The goal is to help the kids see themselves as others do. They should learn their behavior is wrong and harms other. Model respectful behavior when addressing the problem. For example:
- Sometimes children bully to fit in or just to make fun of someone is a little different from them. In other words, there may be some insecurity involved.
- Other times kids act out because something else: issues at home, abuse, stress is going on in their lives. They also may have been bullied.
These kids may be in need of additional support, and may also need more guidance to help them see how their actions affect others. For example, the child can:
- Write a letter apologizing to the athlete who was bullied.
- Do a good deed for the person who was bullied, for the Club, or for others in our community.
- Clean up, repair, or pay for any property they damaged.
Follow-up. After the bullying issue is resolved, continue finding ways to help the?child who bullied to understand how what they do affects other people.
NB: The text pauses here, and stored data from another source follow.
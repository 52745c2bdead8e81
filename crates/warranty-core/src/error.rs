//! Error types for warranty resolution
//!
//! Two tiers:
//! - Precondition violations that escape [`crate::UpgradeResolver::resolve`]
//! - Unexpected collaborator failures that are logged and degraded into a
//!   "no upgrade options" outcome at the pipeline boundary

use crate::types::{CategoryId, ProductId};
use std::fmt;

/// Main resolution error type
#[derive(Debug, thiserror::Error)]
pub enum ResolveError {
    /// The form state carries no original product id
    #[error("required product id is missing from form data")]
    MissingOriginalProduct,

    /// A collaborator call failed
    #[error("{stage} failed: {source}")]
    Source {
        /// Pipeline stage that issued the call
        stage: Stage,
        /// Underlying collaborator error
        #[source]
        source: SourceError,
    },

    /// A collaborator call exceeded the configured deadline
    #[error("{stage} timed out after {timeout_ms}ms")]
    Timeout {
        /// Pipeline stage that issued the call
        stage: Stage,
        /// Configured deadline
        timeout_ms: u64,
    },

    /// Replacement tree is structurally invalid
    #[error("invalid replacement tree: {0}")]
    Tree(#[from] TreeError),

    /// Product hydration failed
    #[error("hydration failed: {0}")]
    Hydration(#[from] HydrationError),
}

impl ResolveError {
    /// Check if error is a caller precondition violation (never degraded)
    #[inline]
    #[must_use]
    pub fn is_precondition(&self) -> bool {
        matches!(self, Self::MissingOriginalProduct)
    }

    /// Stage the error originated from, if any
    #[must_use]
    pub fn stage(&self) -> Option<Stage> {
        match self {
            Self::Source { stage, .. } | Self::Timeout { stage, .. } => Some(*stage),
            Self::Tree(_) => Some(Stage::TreeFetch),
            Self::Hydration(_) => Some(Stage::ProductHydration),
            Self::MissingOriginalProduct => None,
        }
    }

    /// Check if a later attempt could succeed
    #[must_use]
    pub fn is_retryable(&self) -> bool {
        match self {
            Self::Source { source, .. } => source.is_retryable(),
            Self::Timeout { .. } => true,
            Self::MissingOriginalProduct | Self::Tree(_) | Self::Hydration(_) => false,
        }
    }

    /// Wrap a collaborator error with its stage
    #[inline]
    pub fn collaborator(stage: Stage, source: SourceError) -> Self {
        Self::Source { stage, source }
    }
}

/// Pipeline stages that talk to collaborators
#[derive(Debug, Clone, Copy, PartialEq, Eq, Hash)]
pub enum Stage {
    /// Replacement tree fetch
    TreeFetch,
    /// Bulk warranty metafield fetch
    WarrantyFields,
    /// Per-id product lookup (metadata or hydration fallback)
    ProductLookup,
    /// Bulk product hydration
    ProductHydration,
}

impl fmt::Display for Stage {
    fn fmt(&self, f: &mut fmt::Formatter<'_>) -> fmt::Result {
        let name = match self {
            Self::TreeFetch => "replacement tree fetch",
            Self::WarrantyFields => "warranty fields fetch",
            Self::ProductLookup => "product lookup",
            Self::ProductHydration => "product hydration",
        };
        f.write_str(name)
    }
}

/// Errors reported by catalog collaborators
#[derive(Debug, Clone, PartialEq, Eq, thiserror::Error)]
pub enum SourceError {
    /// Transport-level failure (network, HTTP status)
    #[error("transport error: {0}")]
    Transport(String),

    /// Response could not be decoded
    #[error("decode error: {0}")]
    Decode(String),

    /// Service reported itself unavailable
    #[error("service unavailable: {0}")]
    Unavailable(String),
}

impl SourceError {
    /// Check if error is retryable
    #[inline]
    #[must_use]
    pub fn is_retryable(&self) -> bool {
        matches!(self, Self::Transport(_) | Self::Unavailable(_))
    }
}

/// Replacement tree invariant violations
#[derive(Debug, Clone, PartialEq, Eq, thiserror::Error)]
pub enum TreeError {
    /// A node references a product missing from the products table
    #[error("category {category} references unknown product {product}")]
    DanglingProduct {
        /// Category node holding the reference
        category: CategoryId,
        /// Product id absent from the table
        product: ProductId,
    },
}

/// Hydration errors
#[derive(Debug, Clone, PartialEq, Eq, thiserror::Error)]
pub enum HydrationError {
    /// Neither the bulk fetch nor the per-id fallback produced these products
    #[error("unable to load product data for {}", join_ids(.0))]
    ProductUnavailable(Vec<ProductId>),
}

fn join_ids(ids: &[ProductId]) -> String {
    ids.iter()
        .map(ToString::to_string)
        .collect::<Vec<_>>()
        .join(", ")
}

/// Errors normalizing a raw product record
#[derive(Debug, Clone, PartialEq, thiserror::Error)]
pub enum FormatError {
    /// A price field is negative or not finite
    #[error("product {product}: invalid {field} price {value}")]
    InvalidPrice {
        /// Offending product
        product: ProductId,
        /// Price field name
        field: &'static str,
        /// Raw value
        value: f64,
    },
}

/// Configuration errors
#[derive(Debug, thiserror::Error)]
pub enum ConfigError {
    /// File could not be read
    #[error("failed to read config: {0}")]
    Io(#[from] std::io::Error),

    /// TOML did not parse into a config
    #[error("failed to parse config: {0}")]
    Parse(#[from] toml::de::Error),

    /// Parsed values are out of range
    #[error("invalid config: {0}")]
    Invalid(String),
}

/// Device modifier URL parameter errors
#[derive(Debug, Clone, PartialEq, Eq, thiserror::Error)]
pub enum IsodError {
    /// URL is not valid percent-encoded UTF-8
    #[error("malformed url encoding: {0}")]
    Encoding(String),

    /// The parameter list is shorter than expected
    #[error("device parameter missing field {0}")]
    MissingField(&'static str),
}

#[cfg(test)]
mod tests {
    use super::*;

    #[test]
    fn resolve_error_display() {
        let err = ResolveError::collaborator(
            Stage::WarrantyFields,
            SourceError::Transport("connection reset".to_string()),
        );
        assert_eq!(
            err.to_string(),
            "warranty fields fetch failed: transport error: connection reset"
        );
    }

    #[test]
    fn only_missing_product_is_precondition() {
        assert!(ResolveError::MissingOriginalProduct.is_precondition());
        assert!(!ResolveError::Timeout {
            stage: Stage::TreeFetch,
            timeout_ms: 10
        }
        .is_precondition());
        assert!(!ResolveError::Hydration(HydrationError::ProductUnavailable(vec![])).is_precondition());
    }

    #[test]
    fn stage_is_reported() {
        let err = ResolveError::Timeout {
            stage: Stage::ProductLookup,
            timeout_ms: 5,
        };
        assert_eq!(err.stage(), Some(Stage::ProductLookup));
        assert_eq!(ResolveError::MissingOriginalProduct.stage(), None);
    }

    #[test]
    fn hydration_error_lists_ids() {
        let err = HydrationError::ProductUnavailable(vec![ProductId(3), ProductId(7)]);
        assert_eq!(err.to_string(), "unable to load product data for 3, 7");
    }

    #[test]
    fn source_error_retryable() {
        assert!(SourceError::Transport("x".into()).is_retryable());
        assert!(SourceError::Unavailable("x".into()).is_retryable());
        assert!(!SourceError::Decode("x".into()).is_retryable());
    }

    #[test]
    fn resolve_error_retryable() {
        let decode = ResolveError::collaborator(Stage::TreeFetch, SourceError::Decode("x".into()));
        assert!(!decode.is_retryable());
        assert!(ResolveError::Timeout {
            stage: Stage::WarrantyFields,
            timeout_ms: 5
        }
        .is_retryable());
        assert!(!ResolveError::Tree(TreeError::DanglingProduct {
            category: CategoryId(1),
            product: ProductId(2)
        })
        .is_retryable());
    }
}
//! Price resolution for the claim page and product cards

use crate::card::CardRole;
use crate::session::FormState;
use crate::types::{Money, WarrantyProduct};

fn non_zero(money: Option<&Money>) -> Option<f64> {
    money.map(|m| m.value).filter(|v| *v != 0.0)
}

/// Price the customer paid for `product`: the sale price when on sale
#[must_use]
pub fn item_price(product: &WarrantyProduct) -> Option<f64> {
    let prices = product.prices.as_ref()?;
    Some(non_zero(prices.sale_price.as_ref()).unwrap_or(prices.price.value))
}

/// Prices shown on a product card
#[derive(Debug, Clone, Copy, PartialEq)]
pub struct CardPricing {
    /// Amount charged for choosing the card
    pub current: f64,
    /// List price
    pub original: f64,
}

impl CardPricing {
    /// Price label: `Free` or `+{symbol}{amount}`
    #[must_use]
    pub fn label(&self, currency_symbol: &str) -> String {
        if self.current > 0.0 {
            format!("+{}{:.2}", currency_symbol, self.current)
        } else {
            "Free".to_string()
        }
    }

    /// Struck-through list price label, when discounted
    #[must_use]
    pub fn original_label(&self, currency_symbol: &str) -> Option<String> {
        self.is_discounted()
            .then(|| format!("{}{:.2}", currency_symbol, self.original))
    }

    /// Check if the current price is below the list price
    #[inline]
    #[must_use]
    pub fn is_discounted(&self) -> bool {
        self.current < self.original
    }
}

/// Compute card prices for `product` shown in `role`
///
/// A priced cart entry for the product (after option selection) overrides
/// the catalog price. Replacements other than the active product add
/// `upgrade_fee` while the active product is still in stock.
#[must_use]
pub fn card_pricing(
    product: &WarrantyProduct,
    role: CardRole,
    form: &FormState,
    upgrade_fee: f64,
) -> CardPricing {
    let prices = product.prices.as_ref();
    let price = prices.map_or(0.0, |p| p.price.value);
    let original = non_zero(prices.and_then(|p| p.base_price.as_ref())).unwrap_or(price);

    let cart_entry = match role {
        CardRole::Replacement => form.cart.replacement(product.id),
        CardRole::AddOn => form.cart.add_on(product.id),
    };
    let mut current = cart_entry
        .and_then(|entry| entry.price)
        .filter(|p| *p != 0.0)
        .unwrap_or(price);

    if role == CardRole::Replacement {
        if let Some(active) = form.active_product() {
            if active.is_in_stock() && active.id != product.id {
                current += upgrade_fee;
            }
        }
    }

    CardPricing { current, original }
}

#[cfg(test)]
mod tests {
    use super::*;
    use crate::session::CartProduct;
    use crate::types::{Inventory, Prices, ProductId};

    fn priced(id: u64, price: f64, base: Option<f64>, sale: Option<f64>) -> WarrantyProduct {
        let mut product = WarrantyProduct::new(ProductId(id), format!("SKU-{id}"));
        product.prices = Some(Prices {
            price: Money::new(price),
            base_price: base.map(Money::new),
            sale_price: sale.map(Money::new),
        });
        product
    }

    #[test]
    fn item_price_prefers_sale() {
        assert_eq!(item_price(&priced(1, 30.0, Some(40.0), Some(25.0))), Some(25.0));
        assert_eq!(item_price(&priced(1, 30.0, Some(40.0), None)), Some(30.0));
        assert_eq!(item_price(&priced(1, 30.0, None, Some(0.0))), Some(30.0));
        assert_eq!(item_price(&WarrantyProduct::new(ProductId(1), "A")), None);
    }

    #[test]
    fn labels() {
        let free = CardPricing {
            current: 0.0,
            original: 10.0,
        };
        assert_eq!(free.label("$"), "Free");
        assert_eq!(free.original_label("$").as_deref(), Some("$10.00"));

        let paid = CardPricing {
            current: 12.5,
            original: 12.5,
        };
        assert_eq!(paid.label("€"), "+€12.50");
        assert_eq!(paid.original_label("€"), None);
    }

    #[test]
    fn upgrade_fee_applies_to_other_products_when_original_in_stock() {
        let mut original = priced(1, 20.0, None, None);
        original.inventory = Some(Inventory { is_in_stock: true });
        let form = FormState::for_product(original.clone());
        let upgrade = priced(2, 5.0, Some(8.0), None);

        let pricing = card_pricing(&upgrade, CardRole::Replacement, &form, 10.0);
        assert_eq!(pricing.current, 15.0);
        assert_eq!(pricing.original, 8.0);

        let same = card_pricing(&original, CardRole::Replacement, &form, 10.0);
        assert_eq!(same.current, 20.0);

        let add_on = card_pricing(&upgrade, CardRole::AddOn, &form, 10.0);
        assert_eq!(add_on.current, 5.0);
    }

    #[test]
    fn no_fee_when_original_out_of_stock() {
        let mut original = priced(1, 20.0, None, None);
        original.inventory = Some(Inventory { is_in_stock: false });
        let form = FormState::for_product(original);

        let pricing = card_pricing(&priced(2, 5.0, None, None), CardRole::Replacement, &form, 10.0);
        assert_eq!(pricing.current, 5.0);
    }

    #[test]
    fn cart_price_overrides_catalog_price() {
        let product = priced(2, 5.0, None, None);
        let mut form = FormState::default();
        let mut entry = CartProduct::single(&product);
        entry.price = Some(9.0);
        form.cart.replacement_product = Some(entry.clone());
        form.cart.add_on_products.push(entry);

        assert_eq!(card_pricing(&product, CardRole::Replacement, &form, 0.0).current, 9.0);
        assert_eq!(card_pricing(&product, CardRole::AddOn, &form, 0.0).current, 9.0);
    }
}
For example, praise acts of kindness or talk about what it means to be a good teammate.
Support bystanders who witness bullying. Every day, kids witness bullying. They want to help, but don't know how. Fortunately, there are a few simple, safe ways that athletes can help stop bullying when they see it happening. All Dolphins swimmers should do their best to:
a. Be a friend to the person being bullied
b. Tell your parents, coach, or a board member;
c. Help the kid being bullied get away from the situation. Create a distraction, focus the attention on something else, or offer a way for the target to get out of the situation. Let's go, practice is about to start.
d. Set a good example by not bullying others.
e. Don't give the bully an audience. Bullies are encouraged by the attention they get from bystanders. If you do nothing else, just walk away.
Do not stay silent. Our team is more than a team, it is a family that we all value. To keep it that way we need to work together and stop any behavior that harms the people involved in our program.